--- RECORDS Enclosed Below ---

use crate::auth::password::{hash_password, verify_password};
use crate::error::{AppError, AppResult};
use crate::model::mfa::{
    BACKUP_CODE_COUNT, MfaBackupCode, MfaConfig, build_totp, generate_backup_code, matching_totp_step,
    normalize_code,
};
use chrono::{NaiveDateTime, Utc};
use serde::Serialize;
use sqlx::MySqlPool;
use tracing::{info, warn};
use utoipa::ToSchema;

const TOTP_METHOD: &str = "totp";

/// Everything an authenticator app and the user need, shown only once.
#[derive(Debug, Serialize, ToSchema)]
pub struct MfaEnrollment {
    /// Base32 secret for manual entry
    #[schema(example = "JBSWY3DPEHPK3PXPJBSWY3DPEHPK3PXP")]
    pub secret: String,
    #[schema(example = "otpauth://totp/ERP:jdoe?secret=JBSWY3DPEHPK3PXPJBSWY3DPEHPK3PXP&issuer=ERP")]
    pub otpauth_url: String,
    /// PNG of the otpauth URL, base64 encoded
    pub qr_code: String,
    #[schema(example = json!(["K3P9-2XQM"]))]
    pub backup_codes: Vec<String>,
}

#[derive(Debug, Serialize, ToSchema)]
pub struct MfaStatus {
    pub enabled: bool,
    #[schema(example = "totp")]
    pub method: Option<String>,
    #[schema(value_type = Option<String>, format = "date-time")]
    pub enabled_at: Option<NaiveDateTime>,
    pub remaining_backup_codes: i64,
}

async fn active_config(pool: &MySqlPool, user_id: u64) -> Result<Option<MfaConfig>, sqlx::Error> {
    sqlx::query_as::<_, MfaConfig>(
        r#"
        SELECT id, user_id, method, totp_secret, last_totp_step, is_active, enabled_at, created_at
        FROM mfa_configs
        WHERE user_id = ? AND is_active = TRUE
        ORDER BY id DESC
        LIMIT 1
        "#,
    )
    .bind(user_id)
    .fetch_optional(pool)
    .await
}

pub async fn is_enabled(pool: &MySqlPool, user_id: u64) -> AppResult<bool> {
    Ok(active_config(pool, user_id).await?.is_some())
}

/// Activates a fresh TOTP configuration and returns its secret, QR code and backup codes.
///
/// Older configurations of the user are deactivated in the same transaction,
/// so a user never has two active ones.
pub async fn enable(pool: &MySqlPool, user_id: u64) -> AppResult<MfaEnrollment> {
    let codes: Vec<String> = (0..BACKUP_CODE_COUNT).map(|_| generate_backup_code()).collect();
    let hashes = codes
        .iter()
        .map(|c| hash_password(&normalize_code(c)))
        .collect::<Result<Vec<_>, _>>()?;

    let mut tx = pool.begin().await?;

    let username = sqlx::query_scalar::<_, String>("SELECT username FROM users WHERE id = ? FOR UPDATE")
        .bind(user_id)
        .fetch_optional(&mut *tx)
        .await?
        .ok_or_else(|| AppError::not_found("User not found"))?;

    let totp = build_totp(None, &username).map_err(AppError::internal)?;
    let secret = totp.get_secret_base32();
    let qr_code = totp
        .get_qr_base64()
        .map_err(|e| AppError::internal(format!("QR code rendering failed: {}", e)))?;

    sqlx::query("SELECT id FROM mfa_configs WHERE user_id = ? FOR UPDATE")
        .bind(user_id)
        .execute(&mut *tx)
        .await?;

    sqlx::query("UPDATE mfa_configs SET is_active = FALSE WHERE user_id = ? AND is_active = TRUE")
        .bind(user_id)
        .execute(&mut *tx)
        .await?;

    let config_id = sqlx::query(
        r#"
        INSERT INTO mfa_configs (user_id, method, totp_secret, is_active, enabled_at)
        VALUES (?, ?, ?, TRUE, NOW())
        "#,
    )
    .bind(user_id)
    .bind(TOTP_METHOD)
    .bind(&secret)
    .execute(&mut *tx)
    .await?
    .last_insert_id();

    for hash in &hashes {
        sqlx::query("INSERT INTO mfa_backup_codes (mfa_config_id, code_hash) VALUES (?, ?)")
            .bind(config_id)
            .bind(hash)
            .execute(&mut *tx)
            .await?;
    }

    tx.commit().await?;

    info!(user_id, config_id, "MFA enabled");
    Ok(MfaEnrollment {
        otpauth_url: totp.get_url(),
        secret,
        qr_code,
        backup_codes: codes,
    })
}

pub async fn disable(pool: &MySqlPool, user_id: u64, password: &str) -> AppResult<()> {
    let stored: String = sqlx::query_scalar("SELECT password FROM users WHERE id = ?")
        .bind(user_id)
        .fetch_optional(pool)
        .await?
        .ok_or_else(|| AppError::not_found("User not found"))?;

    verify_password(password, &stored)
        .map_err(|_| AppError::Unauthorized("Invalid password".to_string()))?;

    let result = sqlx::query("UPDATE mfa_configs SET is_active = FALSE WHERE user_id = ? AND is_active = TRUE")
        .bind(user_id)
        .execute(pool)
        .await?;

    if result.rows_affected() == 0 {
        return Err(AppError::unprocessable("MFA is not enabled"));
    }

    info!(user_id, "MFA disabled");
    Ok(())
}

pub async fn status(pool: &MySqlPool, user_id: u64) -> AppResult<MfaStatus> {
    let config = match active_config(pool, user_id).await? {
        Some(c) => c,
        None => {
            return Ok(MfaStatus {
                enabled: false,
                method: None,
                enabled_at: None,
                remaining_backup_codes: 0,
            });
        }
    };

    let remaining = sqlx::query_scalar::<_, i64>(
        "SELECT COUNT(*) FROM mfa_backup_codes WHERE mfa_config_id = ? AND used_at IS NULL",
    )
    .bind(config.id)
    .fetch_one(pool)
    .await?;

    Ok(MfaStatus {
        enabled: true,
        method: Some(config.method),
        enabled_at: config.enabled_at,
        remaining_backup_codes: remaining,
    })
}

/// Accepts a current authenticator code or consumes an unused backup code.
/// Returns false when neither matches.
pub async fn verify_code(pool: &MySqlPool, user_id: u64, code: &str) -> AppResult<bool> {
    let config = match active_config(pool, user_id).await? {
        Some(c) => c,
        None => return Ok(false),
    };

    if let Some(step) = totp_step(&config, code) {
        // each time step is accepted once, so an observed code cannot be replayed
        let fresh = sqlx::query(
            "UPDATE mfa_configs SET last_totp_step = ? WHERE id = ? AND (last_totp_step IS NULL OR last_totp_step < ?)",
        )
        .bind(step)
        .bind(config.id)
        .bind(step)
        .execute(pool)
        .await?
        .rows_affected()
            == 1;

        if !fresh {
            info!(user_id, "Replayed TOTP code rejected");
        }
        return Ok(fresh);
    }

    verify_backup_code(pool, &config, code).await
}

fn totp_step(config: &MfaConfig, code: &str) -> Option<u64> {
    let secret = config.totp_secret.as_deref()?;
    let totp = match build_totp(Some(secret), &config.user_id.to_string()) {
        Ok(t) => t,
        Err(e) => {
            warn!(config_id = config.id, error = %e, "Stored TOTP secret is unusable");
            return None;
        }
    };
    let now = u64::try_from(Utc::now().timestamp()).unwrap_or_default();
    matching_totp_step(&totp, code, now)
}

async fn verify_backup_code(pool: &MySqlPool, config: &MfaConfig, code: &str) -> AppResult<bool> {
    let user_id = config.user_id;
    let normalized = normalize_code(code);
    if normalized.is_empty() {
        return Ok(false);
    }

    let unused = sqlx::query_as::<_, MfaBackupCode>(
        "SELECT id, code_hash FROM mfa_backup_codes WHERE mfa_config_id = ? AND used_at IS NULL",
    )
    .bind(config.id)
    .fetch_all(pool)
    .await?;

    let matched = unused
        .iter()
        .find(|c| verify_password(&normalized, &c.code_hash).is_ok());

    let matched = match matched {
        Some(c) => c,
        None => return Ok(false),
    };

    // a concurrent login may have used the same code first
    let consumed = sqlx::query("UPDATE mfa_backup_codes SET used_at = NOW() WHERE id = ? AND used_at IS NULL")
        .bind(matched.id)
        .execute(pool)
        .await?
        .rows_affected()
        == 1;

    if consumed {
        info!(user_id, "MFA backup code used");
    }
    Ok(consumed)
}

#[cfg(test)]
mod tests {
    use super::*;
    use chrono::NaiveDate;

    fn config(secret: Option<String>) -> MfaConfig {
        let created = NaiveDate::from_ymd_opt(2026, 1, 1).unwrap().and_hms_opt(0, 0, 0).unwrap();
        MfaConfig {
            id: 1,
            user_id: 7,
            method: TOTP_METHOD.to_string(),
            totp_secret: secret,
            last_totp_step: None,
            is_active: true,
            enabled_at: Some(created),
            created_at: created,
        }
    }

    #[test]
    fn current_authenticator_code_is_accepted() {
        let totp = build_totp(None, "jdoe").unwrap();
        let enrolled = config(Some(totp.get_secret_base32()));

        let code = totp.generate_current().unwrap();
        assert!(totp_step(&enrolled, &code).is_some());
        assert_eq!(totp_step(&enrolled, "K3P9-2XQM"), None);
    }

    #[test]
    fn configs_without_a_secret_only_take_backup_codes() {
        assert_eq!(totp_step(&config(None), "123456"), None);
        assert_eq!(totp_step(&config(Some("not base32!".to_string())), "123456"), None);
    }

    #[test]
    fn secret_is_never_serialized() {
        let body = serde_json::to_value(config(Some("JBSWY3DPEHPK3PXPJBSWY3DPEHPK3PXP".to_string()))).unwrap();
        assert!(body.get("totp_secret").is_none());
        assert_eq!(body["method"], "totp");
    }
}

--- End of Enclosed RECORDS ---

One number is the expected answer: the count of lines above that hold the word "warn".

2